You know, it's hard approaching people in moments of extreme grief as a reporter. It's a very intrusive thing. And occasionally you encounter hostility, but much, much more common is actually kind of a heart-wrenching desperation. I have people actually say to me, you know, tell them, tell people this happened.
BROOKE GLADSTONE:
When you watch the cable news and you see, you know, a Laci Peterson-type story start to unfold hour after hour, wall-to-wall coverage, do you want to just beat your head against the wall sometimes and say -
JILL LEOVY:
[LAUGHS]
BROOKE GLADSTONE:
- this is not what crime in America really fundamentally is about?
JILL LEOVY:
I do. I mean, I have to say I was actually doing an immersion project with the Watts Homicide Unit at the time that Scott Peterson was on trial [LAUGHS]. It was really - they had 70, around 70 murders that year, just running on homicides all the time. And in the morning in the unit we would drink coffee and talk about what was new with the Laci Peterson case -
[LAUGHTER]
- and then move on to dozens of other homicides, and it was a little bit surreal. That part of it is the hardest. Dealing with families, all that is difficult in its own way. But that frustration is the hardest part of it.
BROOKE GLADSTONE:
Sometimes it's been observed that crime reporters are a good place for the cub reporter to begin; it's not a high-prestige beat at many big city newspapers. After six years on the job, you've probably been offered promotions, or what would be regarded as promotions, within the newsroom. Would you take 'em?
JILL LEOVY:
You know, right now I'm very happy being a crime reporter. It's something that I came to a little later in my career, and I find it to be, of all the beats I've covered, that this is the big one. This is really what makes or breaks you. To write about violence in a way that's truthful is absolutely to be up against it. In fact, at homicide scenes, people will always say this, they'll say, "I don't have words to describe this, I can't put it into words." And there is something so silencing about trauma and violence. It's almost as if part of the nature of it is to obliterate words and language and make it impossible to convey.

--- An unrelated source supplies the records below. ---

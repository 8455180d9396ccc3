//! Desktop entry (.desktop file) shortcut store.
//!
//! Implements the XDG Desktop Entry Specification far enough to treat the
//! `Exec=` field as the shortcut's stored target. Other fields are preserved
//! verbatim when a target is rewritten in place.

use super::ShortcutStore;
use crate::error::{MenumendError, Result};
use std::fs;
use std::io::Write;
use std::path::{Path, PathBuf};
use tracing::{debug, warn};

const EXEC_KEY: &str = "Exec=";

/// Shortcut store backed by freedesktop `.desktop` entries.
#[derive(Debug, Clone, Copy, Default)]
pub struct EntryStore;

impl EntryStore {
    pub fn new() -> Self {
        Self
    }

    /// Extract the target path from one `Exec=` line value.
    ///
    /// Surrounding quotes are stripped; an empty value yields `None`.
    fn parse_exec_value(value: &str) -> Option<PathBuf> {
        let value = value.trim();
        let value = value
            .strip_prefix('"')
            .and_then(|v| v.strip_suffix('"'))
            .unwrap_or(value);
        if value.is_empty() {
            None
        } else {
            Some(PathBuf::from(value))
        }
    }

    /// Render a fresh minimal entry for `target`.
    fn render_new_entry(shortcut: &Path, target: &Path) -> String {
        let name = shortcut
            .file_stem()
            .map(|s| s.to_string_lossy().into_owned())
            .unwrap_or_default();

        let mut content = String::new();
        content.push_str("[Desktop Entry]\n");
        content.push_str(&format!("Name={}\n", name));
        content.push_str(&format!("{}{}\n", EXEC_KEY, target.display()));
        content.push_str("Terminal=false\n");
        content.push_str("Type=Application\n");
        content
    }
}

impl ShortcutStore for EntryStore {
    fn read_target(&self, shortcut: &Path) -> Option<PathBuf> {
        if !shortcut.exists() {
            return None;
        }

        let content = match fs::read_to_string(shortcut) {
            Ok(content) => content,
            Err(e) => {
                warn!("Error reading shortcut {}: {}", shortcut.display(), e);
                return None;
            }
        };

        let target = content
            .lines()
            .find_map(|line| line.strip_prefix(EXEC_KEY))
            .and_then(Self::parse_exec_value);

        if target.is_none() {
            warn!(
                "Shortcut {} has no resolvable target field",
                shortcut.display()
            );
        }
        target
    }

    fn write_target(&self, shortcut: &Path, target: &Path) -> Result<()> {
        let content = if shortcut.exists() {
            // Rewrite the target field in place, keeping every other line.
            let existing = fs::read_to_string(shortcut)
                .map_err(|e| MenumendError::io_op("read shortcut entry", shortcut, e))?;

            let mut replaced = false;
            let mut lines: Vec<String> = existing
                .lines()
                .map(|line| {
                    if line.starts_with(EXEC_KEY) {
                        replaced = true;
                        format!("{}{}", EXEC_KEY, target.display())
                    } else {
                        line.to_string()
                    }
                })
                .collect();

            if !replaced {
                lines.push(format!("{}{}", EXEC_KEY, target.display()));
            }

            lines.join("\n") + "\n"
        } else {
            Self::render_new_entry(shortcut, target)
        };

        let mut file = fs::File::create(shortcut)
            .map_err(|e| MenumendError::io_op("create shortcut entry", shortcut, e))?;
        file.write_all(content.as_bytes())
            .map_err(|e| MenumendError::io_op("write shortcut entry", shortcut, e))?;

        debug!(
            "Wrote shortcut {} -> {}",
            shortcut.display(),
            target.display()
        );
        Ok(())
    }
}
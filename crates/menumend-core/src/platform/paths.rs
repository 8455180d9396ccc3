//! Start Menu root resolution.
//!
//! Each root is resolved by asking the platform for the canonical
//! special-folder path first, then falling back to a deterministic default
//! derived from environment/user-profile conventions.

use crate::error::{MenumendError, Result};
use std::fmt;
use std::path::{Path, PathBuf};

/// One of the two well-known shortcut roots.
#[derive(Debug, Clone, Copy, PartialEq, Eq, Hash)]
pub enum RootLocation {
    /// The current user's Start Menu Programs folder.
    User,
    /// The all-users Start Menu Programs folder. Writing here requires
    /// elevated privileges.
    Common,
}

impl RootLocation {
    pub fn as_str(&self) -> &'static str {
        match self {
            RootLocation::User => "user",
            RootLocation::Common => "common",
        }
    }
}

impl fmt::Display for RootLocation {
    fn fmt(&self, f: &mut fmt::Formatter<'_>) -> fmt::Result {
        write!(f, "{}", self.as_str())
    }
}

/// Scan scope: one root or both.
#[derive(Debug, Clone, Copy, PartialEq, Eq)]
pub enum Location {
    User,
    Common,
    Both,
}

impl Location {
    /// The concrete roots this scope selects, in a fixed order.
    pub fn roots(&self) -> &'static [RootLocation] {
        match self {
            Location::User => &[RootLocation::User],
            Location::Common => &[RootLocation::Common],
            Location::Both => &[RootLocation::User, RootLocation::Common],
        }
    }
}

/// Get the current user's Start Menu Programs directory.
///
/// # Platform Behavior
/// - **Windows**: `%APPDATA%\Microsoft\Windows\Start Menu\Programs`, resolved
///   through the known-folder query with an `APPDATA` environment fallback
/// - **Linux/macOS**: `~/.local/share/applications`
pub fn user_programs_dir() -> Result<PathBuf> {
    #[cfg(windows)]
    {
        let appdata = dirs::data_dir()
            .or_else(|| std::env::var_os("APPDATA").map(PathBuf::from))
            .ok_or_else(|| MenumendError::Config {
                message: "Could not determine app data directory".to_string(),
            })?;
        Ok(appdata
            .join("Microsoft")
            .join("Windows")
            .join("Start Menu")
            .join("Programs"))
    }

    #[cfg(not(windows))]
    {
        let data_dir = dirs::data_dir()
            .or_else(|| dirs::home_dir().map(|h| h.join(".local").join("share")))
            .ok_or_else(|| MenumendError::Config {
                message: "Could not determine home directory".to_string(),
            })?;
        Ok(data_dir.join("applications"))
    }
}

/// Get the all-users Start Menu Programs directory.
///
/// # Platform Behavior
/// - **Windows**: `%ProgramData%\Microsoft\Windows\Start Menu\Programs`
/// - **Linux/macOS**: `/usr/local/share/applications`
pub fn common_programs_dir() -> Result<PathBuf> {
    #[cfg(windows)]
    {
        let program_data = std::env::var_os("ProgramData")
            .map(PathBuf::from)
            .unwrap_or_else(|| PathBuf::from(r"C:\ProgramData"));
        Ok(program_data
            .join("Microsoft")
            .join("Windows")
            .join("Start Menu")
            .join("Programs"))
    }

    #[cfg(not(windows))]
    {
        Ok(PathBuf::from("/usr/local/share/applications"))
    }
}

/// Get the file extension for shortcuts on the current platform.
///
/// # Platform Behavior
/// - **Windows**: `lnk` (Windows shortcut files)
/// - **Linux/macOS**: `desktop` (freedesktop .desktop files)
pub fn shortcut_extension() -> &'static str {
    #[cfg(windows)]
    {
        "lnk"
    }
    #[cfg(not(windows))]
    {
        "desktop"
    }
}

/// The two shortcut roots plus the privilege flag, resolved once.
///
/// Resolution happens at construction; the returned value is a pure query
/// object. Directory existence is not guaranteed — callers create
/// directories before writing.
#[derive(Debug, Clone)]
pub struct StartMenuPaths {
    user: PathBuf,
    common: PathBuf,
    privileged: bool,
}

impl StartMenuPaths {
    /// Resolve both roots and the privilege state for the current process.
    pub fn resolve() -> Result<Self> {
        Ok(Self {
            user: user_programs_dir()?,
            common: common_programs_dir()?,
            privileged: super::privilege::is_privileged(),
        })
    }

    /// Build from explicit roots. Used by embedders and tests that redirect
    /// the scan to their own directory trees.
    pub fn with_roots(
        user: impl Into<PathBuf>,
        common: impl Into<PathBuf>,
        privileged: bool,
    ) -> Self {
        Self {
            user: user.into(),
            common: common.into(),
            privileged,
        }
    }

    pub fn user_root(&self) -> &Path {
        &self.user
    }

    pub fn common_root(&self) -> &Path {
        &self.common
    }

    /// Whether the current process can write to the common root.
    pub fn is_privileged(&self) -> bool {
        self.privileged
    }

    pub fn root(&self, location: RootLocation) -> &Path {
        match location {
            RootLocation::User => &self.user,
            RootLocation::Common => &self.common,
        }
    }
}

#[cfg(test)]
mod tests {
    use super::*;

    #[test]
    fn test_user_programs_dir() {
        let dir = user_programs_dir().unwrap();
        assert!(dir.is_absolute());

        #[cfg(windows)]
        assert!(dir.to_string_lossy().contains("Start Menu"));

        #[cfg(not(windows))]
        assert!(dir.ends_with("applications"));
    }

    #[test]
    fn test_shortcut_extension() {
        let ext = shortcut_extension();

        #[cfg(windows)]
        assert_eq!(ext, "lnk");

        #[cfg(not(windows))]
        assert_eq!(ext, "desktop");
    }

    #[test]
    fn test_location_roots() {
        assert_eq!(Location::User.roots(), &[RootLocation::User]);
        assert_eq!(
            Location::Both.roots(),
            &[RootLocation::User, RootLocation::Common]
        );
    }

    #[test]
    fn test_with_roots() {
        let paths = StartMenuPaths::with_roots("/tmp/user", "/tmp/common", true);
        assert_eq!(paths.user_root(), Path::new("/tmp/user"));
        assert_eq!(paths.root(RootLocation::Common), Path::new("/tmp/common"));
        assert!(paths.is_privileged());
    }
}
/// Server-side speech segmentation policy. A session with `turn_detection: null`
/// leaves segmentation to the client (push-to-talk).
#[derive(Debug, Clone, PartialEq, serde::Serialize, serde::Deserialize)]
#[serde(tag = "type")]
pub enum TurnDetection {
    #[serde(rename = "server_vad")]
    ServerVad(ServerVadTurnDetection),
    #[serde(rename = "semantic_vad")]
    SemanticVad(SemanticVadTurnDetection),
}

#[derive(Debug, Clone, PartialEq, serde::Serialize, serde::Deserialize)]
pub struct ServerVadTurnDetection {
    /// Activation threshold for VAD(0.0 to 1.0).
    threshold: f32,

    /// Amount of audio to include before speech starts, in milliseconds
    prefix_padding_ms: i32,

    /// Duration of silence to detect speech stop, in milliseconds
    silence_duration_ms: i32,

    /// Whether a response is created automatically when speech stops
    #[serde(default, skip_serializing_if = "Option::is_none")]
    create_response: Option<bool>,

    /// Whether an in-flight response is interrupted when speech starts
    #[serde(default, skip_serializing_if = "Option::is_none")]
    interrupt_response: Option<bool>,
}

impl Default for TurnDetection {
    fn default() -> Self {
        Self::ServerVad(ServerVadTurnDetection::default())
    }
}

impl Default for ServerVadTurnDetection {
    fn default() -> Self {
        Self {
            threshold: 0.5,
            prefix_padding_ms: 300,
            silence_duration_ms: 500,
            create_response: None,
            interrupt_response: None,
        }
    }
}

impl ServerVadTurnDetection {
    pub fn with_threshold(mut self, threshold: f32) -> Self {
        self.threshold = threshold;
        self
    }

    pub fn with_prefix_padding_ms(mut self, prefix_padding_ms: i32) -> Self {
        self.prefix_padding_ms = prefix_padding_ms;
        self
    }

    pub fn with_silence_duration_ms(mut self, silence_duration_ms: i32) -> Self {
        self.silence_duration_ms = silence_duration_ms;
        self
    }

    pub fn with_create_response(mut self, create_response: bool) -> Self {
        self.create_response = Some(create_response);
        self
    }

    pub fn with_interrupt_response(mut self, interrupt_response: bool) -> Self {
        self.interrupt_response = Some(interrupt_response);
        self
    }

    pub fn threshold(&self) -> f32 {
        self.threshold
    }

    pub fn prefix_padding_ms(&self) -> i32 {
        self.prefix_padding_ms
    }

    pub fn silence_duration_ms(&self) -> i32 {
        self.silence_duration_ms
    }
}

#[derive(Debug, Clone, Copy, PartialEq, Eq, Default, serde::Serialize, serde::Deserialize)]
#[serde(rename_all = "lowercase")]
pub enum Eagerness {
    Low,
    Medium,
    High,
    #[default]
    Auto,
}

#[derive(Debug, Clone, PartialEq, Default, serde::Serialize, serde::Deserialize)]
pub struct SemanticVadTurnDetection {
    /// How eager the model is to respond once the user pauses
    #[serde(default)]
    eagerness: Eagerness,

    #[serde(default, skip_serializing_if = "Option::is_none")]
    create_response: Option<bool>,

    #[serde(default, skip_serializing_if = "Option::is_none")]
    interrupt_response: Option<bool>,
}

impl SemanticVadTurnDetection {
    pub fn with_eagerness(mut self, eagerness: Eagerness) -> Self {
        self.eagerness = eagerness;
        self
    }

    pub fn eagerness(&self) -> Eagerness {
        self.eagerness
    }
}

You know, my job as a journalist is to witness and to make seen something that I think isn't seen, and to do that you really have to get immediate; you have to follow the pain. That's the number one rule of homicide reporting. You go for that. You chronicle people's pain. You talk about what this is like.
BROOKE GLADSTONE:
Jill, thank you very much.
JILL LEOVY:
You're welcome.
BROOKE GLADSTONE:
Jill Leovy is a crime reporter for The Los Angeles Times. Her blog is called The Homicide Report.